October is mental health awareness month, a moment in which the world stops to recognize something that we can’t always see, but lives inside of all of us.
Mental health is like the weather inside of us: sometimes calm and clear, other times stormy and unpredictable. We are fast to treat fevers, flus and broken bones, but pain of the heart and mind often go unnoticed.
They can feel invisible, like carrying a heavy backpack full of bricks that nobody else sees. At Ida B. Wells-Barnett High School, the message is clear: you don’t have to carry it alone.
“There are not barriers,” Emilee Refvem, the psychologist at IBW said. “There are communities you can talk to. You are not on your own.”
Being a teenager in 2025 is like walking on a tightrope balancing expectations; grades, sports, friendships and the endless comparisons of social media.
Some days the tightrope feels stable. Other days, it moves so much all you want to do is sit down and make it stop. Stress doesn’t always announce itself loudly; instead, it creeps in quietly through headaches that won’t go away, stomachaches with no cause and exhaustion that lingers, even after adequate sleep.
The hardest battles are often the ones fought in silence: the voice in your head that says you’re not enough, the fear that no one will understand, the thought that you have to figure it all out alone.
But as Britni Locke, the social worker at IBW said, “Taking school seriously also means taking our mental health seriously.” We cannot be our best selves in the classroom, on the field, or even with our friends if we are struggling on the inside.
And maybe what most of us need is not a perfect answer, but a pair of ears willing to listen. To sit with us in the silence. To say without words: you matter, and your feelings matter too.
Locke reminded us that it starts with something simple–checking in with a friend, noticing when their smile doesn’t reach their eyes, asking, “How are you, really?”
Listening without judgment is an act of love, one that costs nothing but can mean everything.
Because the truth is, a smile can lie. A perfect picture online can hide a storm. “Looks happy does not mean not bad,” Refvem said, and those words echo a reminder we often forget.
Struggling is more common than we think. Many stay quiet because they believe their problems are too small, or they worry about being a nuisance.
But every story matters. “If one person doesn’t understand, somebody else will. Somebody will,” Refvem said, and those words should be written on our walls.
At IBW, there are adults who care, such as nurses, counselors, teachers, coaches and advisors. Sometimes, the first step toward improvement is as simple as saying something out loud, letting someone else carry the backpack with you for a while.

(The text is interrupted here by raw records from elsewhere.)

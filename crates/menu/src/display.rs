//! Modal display of a menu tree.

use std::rc::Rc;

use crate::backend::MenuBackend;
use crate::error::MenuError;
use crate::interceptor::InterceptScope;
use crate::registry::CommandId;
use crate::tree::MenuTree;

/// How a popup ended.
#[derive(Debug, Clone, Copy, PartialEq, Eq)]
pub enum Selection {
    /// An item was clicked (or chosen with the native menu keys).
    Command(CommandId),
    /// An application shortcut fired and cancelled the loop.
    Shortcut(CommandId),
    /// The menu was closed without a choice.
    Dismissed,
}

impl Selection {
    /// The chosen command, whichever way it was chosen.
    pub fn command(&self) -> Option<CommandId> {
        match self {
            Selection::Command(id) | Selection::Shortcut(id) => Some(*id),
            Selection::Dismissed => None,
        }
    }
}

/// Combines the two result slots. Once a shortcut fired the loop was
/// cancelled, so the native value carries no meaning.
fn resolve(shortcut: Option<CommandId>, native: u32) -> Selection {
    match (shortcut, native) {
        (Some(id), _) => Selection::Shortcut(id),
        (None, 0) => Selection::Dismissed,
        (None, id) => Selection::Command(CommandId(id)),
    }
}

/// Removes the message filter when dropped.
struct FilterGuard<'a, B: MenuBackend> {
    backend: &'a B,
    hook: Option<B::Hook>,
}

impl<'a, B: MenuBackend> FilterGuard<'a, B> {
    fn install(backend: &'a B) -> Self {
        let hook = match backend.install_filter() {
            Ok(hook) => Some(hook),
            Err(e) => {
                tracing::warn!(error = %e, "menu shortcuts unavailable for this popup");
                None
            }
        };
        Self { backend, hook }
    }
}

impl<B: MenuBackend> Drop for FilterGuard<'_, B> {
    fn drop(&mut self) {
        if let Some(hook) = self.hook.take() {
            self.backend.remove_filter(hook);
        }
    }
}

impl<B: MenuBackend> MenuTree<B> {
    /// Shows the menu at the pointer and blocks until it closes.
    ///
    /// Must be called on the thread that pumps `owner`'s messages. The
    /// shortcut filter is installed for the duration of the call and removed
    /// on every exit path, including a panic inside the native loop. A tree
    /// can be shown once.
    pub fn show(&mut self, owner: B::Window) -> Result<Selection, MenuError> {
        if self.is_disposed() {
            return Err(MenuError::Disposed);
        }
        if self.shown {
            return Err(MenuError::AlreadyShown);
        }
        let root = self.root_handle().ok_or(MenuError::NoRootMenu)?;

        let cancel: Rc<dyn Fn()> = {
            let backend = self.backend.clone();
            Rc::new(move || backend.cancel_mode(owner))
        };
        let scope = InterceptScope::enter(self.shortcuts.clone(), cancel)?;
        self.shown = true;

        let at = self.backend.cursor_position();
        self.backend.set_foreground(owner);

        let filter = FilterGuard::install(&self.backend);
        let native = self.backend.track_popup(root, at, owner);
        self.backend.post_null(owner);

        let selection = resolve(scope.resolved(), native);
        drop(filter);
        drop(scope);

        tracing::debug!(?selection, "popup menu closed");
        Ok(selection)
    }

    /// Shows the menu, disposes the tree, then runs the chosen action.
    ///
    /// The action runs after every native handle has been released, so a
    /// failing action cannot leak menu state. Returns how the menu ended.
    pub fn run(mut self, owner: B::Window) -> Result<Selection, MenuError> {
        let result = self.show(owner);
        let action = match &result {
            Ok(selection) => selection.command().and_then(|id| {
                let action = self.commands.take(id);
                if action.is_none() {
                    tracing::warn!(command = %id, "no action bound to selected command");
                }
                action
            }),
            Err(_) => None,
        };

        self.dispose();
        drop(self);

        if let Some(action) = action {
            action();
        }
        result
    }
}

#[cfg(test)]
mod tests {
    use std::cell::{Cell, RefCell};
    use std::panic::{AssertUnwindSafe, catch_unwind};

    use super::*;
    use crate::backend::{ItemState, Point};
    use crate::backend::recording::{
        FailPoint, NativeCall, RecordingBackend, TrackScript, WindowId,
    };
    use crate::interceptor;
    use crate::registry::Chord;

    const OWNER: WindowId = WindowId(7);

    type Log = Rc<RefCell<Vec<&'static str>>>;

    fn logged(log: &Log, name: &'static str) -> impl FnOnce() + 'static {
        let log = Rc::clone(log);
        move || log.borrow_mut().push(name)
    }

    /// Root with "Rule" (Alt+R) in a submenu, "Dashboard" (Ctrl+D) and "Exit".
    fn sample(
        backend: &RecordingBackend,
        log: &Log,
    ) -> (MenuTree<RecordingBackend>, [CommandId; 3]) {
        let mut tree = MenuTree::new(backend.clone(), 1000);
        let ids = {
            let mut root = tree.root();
            let rule = {
                let mut mode = root.add_submenu("Mode");
                mode.add_item_with_shortcut(
                    "Rule",
                    Chord::alt(b'R'),
                    ItemState::NORMAL,
                    logged(log, "rule"),
                )
            };
            root.add_separator();
            let dash = root.add_item_with_shortcut(
                "Open Dashboard",
                Chord::ctrl(b'D'),
                ItemState::NORMAL,
                logged(log, "dashboard"),
            );
            let exit = root.add_item("Exit", ItemState::NORMAL, logged(log, "exit"));
            [rule, dash, exit].map(Option::unwrap)
        };
        (tree, ids)
    }

    #[test]
    fn resolve_priority() {
        assert_eq!(resolve(Some(CommandId(5)), 9), Selection::Shortcut(CommandId(5)));
        assert_eq!(resolve(Some(CommandId(5)), 0), Selection::Shortcut(CommandId(5)));
        assert_eq!(resolve(None, 9), Selection::Command(CommandId(9)));
        assert_eq!(resolve(None, 0), Selection::Dismissed);
    }

    #[test]
    fn click_runs_action_after_disposal() {
        let backend = RecordingBackend::new();
        let log = Log::default();
        let (tree, [_, _, exit]) = sample(&backend, &log);
        backend.script(TrackScript::click(exit));

        let selection = tree.run(OWNER).unwrap();
        assert_eq!(selection, Selection::Command(exit));
        assert_eq!(*log.borrow(), ["exit"]);
        assert_eq!(backend.live_menus(), 0);
    }

    #[test]
    fn shortcut_overrides_native_result() {
        let backend = RecordingBackend::new();
        let log = Log::default();
        let (tree, [rule, _, exit]) = sample(&backend, &log);
        backend.script(TrackScript {
            keys: vec![Chord::alt(b'R')],
            returns: exit.0,
            panic: false,
        });

        let selection = tree.run(OWNER).unwrap();
        assert_eq!(selection, Selection::Shortcut(rule));
        assert_eq!(*log.borrow(), ["rule"]);
        assert!(backend.calls().contains(&NativeCall::CancelMode(OWNER)));
    }

    #[test]
    fn unmatched_keys_do_not_cancel() {
        let backend = RecordingBackend::new();
        let log = Log::default();
        let (tree, [_, dash, _]) = sample(&backend, &log);
        backend.script(TrackScript {
            keys: vec![Chord::alt(b'D'), Chord::ctrl(b'D')],
            returns: 0,
            panic: false,
        });

        assert_eq!(tree.run(OWNER).unwrap(), Selection::Shortcut(dash));
        let cancels = backend
            .calls()
            .iter()
            .filter(|c| matches!(c, NativeCall::CancelMode(_)))
            .count();
        assert_eq!(cancels, 1);
    }

    #[test]
    fn dismiss_runs_nothing() {
        let backend = RecordingBackend::new();
        let log = Log::default();
        let (tree, _) = sample(&backend, &log);
        backend.script(TrackScript::dismiss());

        assert_eq!(tree.run(OWNER).unwrap(), Selection::Dismissed);
        assert!(log.borrow().is_empty());
        assert_eq!(backend.live_menus(), 0);
    }

    #[test]
    fn call_sequence_matches_popup_protocol() {
        let backend = RecordingBackend::new();
        backend.set_cursor(Point { x: 1800, y: 1050 });
        let log = Log::default();
        let (mut tree, _) = sample(&backend, &log);
        let root = tree.root_handle().unwrap();
        backend.script(TrackScript::dismiss());

        tree.show(OWNER).unwrap();
        let calls: Vec<_> = backend
            .calls()
            .into_iter()
            .filter(|c| !matches!(c, NativeCall::CreatePopup(_)))
            .collect();
        assert_eq!(
            calls,
            [
                NativeCall::SetForeground(OWNER),
                NativeCall::InstallFilter,
                NativeCall::Track {
                    menu: root,
                    at: Point { x: 1800, y: 1050 }
                },
                NativeCall::PostNull(OWNER),
                NativeCall::RemoveFilter,
            ]
        );
        assert!(!backend.filter_installed());
        assert!(!interceptor::is_active());
    }

    #[test]
    fn hook_failure_still_allows_clicks() {
        let backend = RecordingBackend::new();
        backend.set_failing(FailPoint::InstallFilter, true);
        let log = Log::default();
        let (tree, [_, _, exit]) = sample(&backend, &log);
        backend.script(TrackScript {
            keys: vec![Chord::ctrl(b'D')],
            returns: exit.0,
            panic: false,
        });

        assert_eq!(tree.run(OWNER).unwrap(), Selection::Command(exit));
        assert_eq!(*log.borrow(), ["exit"]);
        assert!(!backend.calls().contains(&NativeCall::RemoveFilter));
    }

    #[test]
    fn panic_in_loop_still_cleans_up() {
        let backend = RecordingBackend::new();
        let log = Log::default();
        let (tree, _) = sample(&backend, &log);
        backend.script(TrackScript {
            panic: true,
            ..TrackScript::default()
        });

        let result = catch_unwind(AssertUnwindSafe(move || tree.run(OWNER)));
        assert!(result.is_err());
        assert!(!backend.filter_installed());
        assert!(!interceptor::is_active());
        assert_eq!(backend.live_menus(), 0);
        assert!(log.borrow().is_empty());
    }

    #[test]
    fn tree_is_single_use() {
        let backend = RecordingBackend::new();
        let log = Log::default();
        let (mut tree, _) = sample(&backend, &log);
        backend.script(TrackScript::dismiss());

        tree.show(OWNER).unwrap();
        assert!(matches!(tree.show(OWNER), Err(MenuError::AlreadyShown)));
        tree.dispose();
        assert!(matches!(tree.show(OWNER), Err(MenuError::Disposed)));
    }

    #[test]
    fn concurrent_show_on_same_thread_is_refused() {
        let outer_backend = RecordingBackend::new();
        let inner_backend = RecordingBackend::new();
        let log = Log::default();
        let (mut outer, _) = sample(&outer_backend, &log);
        let (mut inner, _) = sample(&inner_backend, &log);

        let _scope = InterceptScope::enter(outer.shortcuts.clone(), Rc::new(|| {})).unwrap();
        assert!(matches!(inner.show(OWNER), Err(MenuError::ShowInProgress)));
        // Refused before any native call.
        assert!(!inner_backend
            .calls()
            .iter()
            .any(|c| matches!(c, NativeCall::Track { .. })));
        outer.dispose();
    }

    #[test]
    fn missing_root_is_an_error_and_nothing_runs() {
        let backend = RecordingBackend::new();
        backend.set_failing(FailPoint::CreatePopup, true);
        let log = Log::default();
        let mut tree = MenuTree::new(backend.clone(), 1000);
        tree.root().add_item("x", ItemState::NORMAL, logged(&log, "x"));

        assert!(matches!(tree.run(OWNER), Err(MenuError::NoRootMenu)));
        assert!(log.borrow().is_empty());
    }

    #[test]
    fn failing_action_happens_after_teardown() {
        let backend = RecordingBackend::new();
        let mut tree = MenuTree::new(backend.clone(), 1000);
        let probe = backend.clone();
        let live_at_action = Rc::new(Cell::new(usize::MAX));
        let seen = Rc::clone(&live_at_action);
        let id = tree
            .root()
            .add_item("boom", ItemState::NORMAL, move || {
                seen.set(probe.live_menus());
                panic!("action failed");
            })
            .unwrap();
        backend.script(TrackScript::click(id));

        let result = catch_unwind(AssertUnwindSafe(move || tree.run(OWNER)));
        assert!(result.is_err());
        assert_eq!(live_at_action.get(), 0);
        assert_eq!(backend.live_menus(), 0);
        assert!(!interceptor::is_active());
    }
}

Mental health challenges are not signs of weakness. They are signs of being human. Just as we would never blame someone for catching a flu or breaking a bone, we should never shame ourselves for feeling sad, anxious or overwhelmed.
Silence makes pain heavier; speaking it aloud makes it lighter, which is one reason why Mental Health Awareness Month is so important. It does not just raise awareness–it reminds us that our voices have power. It reminds us that it is okay to say, “I’m not okay.”
If you are struggling, please remember this: you are not alone. Not here, not at IBW, not in this world.
Help is closer than it seems. Sometimes it only takes one conversation to remind you that your story is worth telling, one person to remind you that your heart matters, one step to remind you that improvement is possible.
“We don’t always know what is happening in other people’s hearts,” Cheryl Bell, the nurse at IBW said. “But we can always listen. We can always care.”
This October, and every month that follows, be there to support each other, break down the stigma and take mental health seriously.
Behind every smile, every hallway conversation and every classroom seat, there is a story we may not know. No one should have to carry their backpack of worries alone–and at IBW, no one has to.